The last two decades were relatively peaceful in Shillong which attracted tourists from all over. Between 2006 and 2017, their numbers increased from 4 lakh to more than a million. Tourism brought prosperity while tourism infrastructure developed and outside capital also started flowing in. With economic development upstaging xenophobia, KSU found its influence waning and followers dwindling, before the Centre provided them with the much-needed impetus to resurrect the trademark violence which constitutes their DNA, in the form of Citizenship Amendment Act (CAA).

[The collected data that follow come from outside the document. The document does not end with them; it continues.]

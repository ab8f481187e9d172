//! GitHub REST implementation of [`ItemStore`].
//!
//! Items are issues; children are sub-issues. Each sub-issue carries its own
//! `repository_url`, so a hierarchy may span repositories.

mod wire;

use std::time::Duration;

use async_trait::async_trait;
use reqwest::header::{ACCEPT, AUTHORIZATION, HeaderMap, HeaderValue};
use reqwest::{Client, RequestBuilder, Response};
use rollup_core::ItemStore;
use rollup_shared::{ChildRef, Container, GitHubConfig, Item, Result, RollupError};
use serde::de::DeserializeOwned;
use tracing::{debug, instrument};

use wire::{CloseRequest, CommentRequest, ErrorBody, IssueResponse};

/// Media type GitHub recommends for REST calls.
const GITHUB_MEDIA_TYPE: &str = "application/vnd.github+json";

/// Pinned REST API version.
const GITHUB_API_VERSION: &str = "2022-11-28";

/// User-Agent string for API requests (GitHub rejects requests without one).
const USER_AGENT: &str = concat!("rollup/", env!("CARGO_PKG_VERSION"));

/// Issue store backed by the GitHub REST API.
pub struct GitHubStore {
    client: Client,
    api_url: String,
    per_page: u32,
}

impl GitHubStore {
    /// Build a store authenticated with `token`.
    pub fn new(config: &GitHubConfig, token: &str) -> Result<Self> {
        let mut auth = HeaderValue::from_str(&format!("Bearer {token}"))
            .map_err(|_| RollupError::config("GitHub token contains invalid characters"))?;
        auth.set_sensitive(true);

        let mut headers = HeaderMap::new();
        headers.insert(ACCEPT, HeaderValue::from_static(GITHUB_MEDIA_TYPE));
        headers.insert(AUTHORIZATION, auth);
        headers.insert(
            "x-github-api-version",
            HeaderValue::from_static(GITHUB_API_VERSION),
        );

        let client = Client::builder()
            .user_agent(USER_AGENT)
            .default_headers(headers)
            .timeout(Duration::from_secs(config.timeout_secs))
            .build()
            .map_err(|e| RollupError::Network(format!("failed to build HTTP client: {e}")))?;

        Ok(Self {
            client,
            api_url: config.api_url.trim_end_matches('/').to_string(),
            per_page: config.per_page.max(1),
        })
    }

    fn issue_url(&self, container: &Container, id: u64) -> String {
        format!(
            "{}/repos/{}/{}/issues/{id}",
            self.api_url, container.namespace, container.name
        )
    }

    /// Send a request, mapping 404 to [`RollupError::NotFound`] and any other
    /// failure status to [`RollupError::Store`].
    async fn send(
        &self,
        request: RequestBuilder,
        what: &str,
        container: &Container,
        id: u64,
    ) -> Result<Response> {
        let response = request
            .send()
            .await
            .map_err(|e| RollupError::Network(format!("{what}: {e}")))?;

        let status = response.status();
        debug!(what, %status, "github response");

        if status == reqwest::StatusCode::NOT_FOUND {
            return Err(RollupError::not_found(container, id));
        }
        if !status.is_success() {
            let body = response.text().await.unwrap_or_default();
            let message = serde_json::from_str::<ErrorBody>(&body)
                .map(|b| b.message)
                .unwrap_or(body);
            return Err(RollupError::Store(format!(
                "{what}: HTTP {status}: {}",
                message.trim()
            )));
        }

        Ok(response)
    }
}

/// Decode a JSON response body.
async fn decode<T: DeserializeOwned>(response: Response, what: &str) -> Result<T> {
    let body = response
        .text()
        .await
        .map_err(|e| RollupError::Network(format!("{what}: failed to read body: {e}")))?;

    serde_json::from_str(&body).map_err(|e| RollupError::parse(format!("{what}: {e}")))
}

#[async_trait]
impl ItemStore for GitHubStore {
    #[instrument(skip(self))]
    async fn get_item(&self, container: &Container, id: u64) -> Result<Item> {
        let url = self.issue_url(container, id);
        let what = format!("GET {url}");

        let response = self
            .send(self.client.get(&url), &what, container, id)
            .await?;
        let issue: IssueResponse = decode(response, &what).await?;

        Ok(issue.into_item(container.clone()))
    }

    #[instrument(skip(self))]
    async fn list_children(&self, container: &Container, id: u64) -> Result<Vec<ChildRef>> {
        let url = format!("{}/sub_issues", self.issue_url(container, id));
        let mut children = Vec::new();

        for page in 1.. {
            let what = format!("GET {url} (page {page})");
            let request = self
                .client
                .get(&url)
                .query(&[("per_page", self.per_page), ("page", page)]);

            let response = self.send(request, &what, container, id).await?;
            let batch: Vec<IssueResponse> = decode(response, &what).await?;
            let short_page = batch.len() < self.per_page as usize;

            for issue in batch {
                children.push(issue.into_child_ref()?);
            }
            if short_page {
                break;
            }
        }

        debug!(count = children.len(), "listed sub-issues");
        Ok(children)
    }

    #[instrument(skip(self))]
    async fn close_item(&self, container: &Container, id: u64) -> Result<()> {
        let url = self.issue_url(container, id);
        let what = format!("PATCH {url}");

        self.send(
            self.client.patch(&url).json(&CloseRequest::completed()),
            &what,
            container,
            id,
        )
        .await?;
        Ok(())
    }

    #[instrument(skip(self, text))]
    async fn add_note(&self, container: &Container, id: u64, text: &str) -> Result<()> {
        let url = format!("{}/comments", self.issue_url(container, id));
        let what = format!("POST {url}");

        self.send(
            self.client.post(&url).json(&CommentRequest { body: text }),
            &what,
            container,
            id,
        )
        .await?;
        Ok(())
    }
}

As a matter of fact, CAA does not apply to the tribal areas of Assam, Meghalaya, Mizoram and Tripura as included in the Sixth Schedule, and the area covered under the inner line notified under the Bengal Eastern Frontier Regulation, 1873. But under pressure from KSU, the Meghalaya Assembly passed a resolution demanding an Inner Line Permit for the state – but has refrained from implementing it, in view of the huge losses it would cause to the tourism industry and local employment. But development is anathema to KSU – for years they have been staunchly opposing the introduction of railways in Meghalaya. Not being able to muster enough support from within Shillong, they fanned out in the villages inciting villagers against the non-tribals, playing their same tested script of provoking and retaliating. In one such village, Ichamati, bordering Bangladesh, one Khasi activist was thrashed by the non-tribals who later died. The village is inhabited mostly by Bengali Hindus – not Muslim migrants from Bangladesh. It is inconceivable that a handful of them will kill a KSU activist without any serious provocation, possibly arson and loss of property, and eight were immediately arrested. But what followed were vicious attacks against non-tribals in Shillong – 85 kilometers from Ichamati – in which two small-time traders were killed brutally and scores stabbed and injured by rampaging KSU goons, forcing the administration to clamp curfew which is still continuing.
The HNLC, meanwhile, has discovered some connection of the Ichamati incident to Hindutva and issued an ultimatum “to all the Hindu Bengalis to leave Ichamati and Majai areas within one month” failing which, “we shall not be made responsible in case of any eventuality. This time it shall be mass bloodshed.” Perhaps the State and the Centre will continue to watch silently. Refugee lives are always cheap.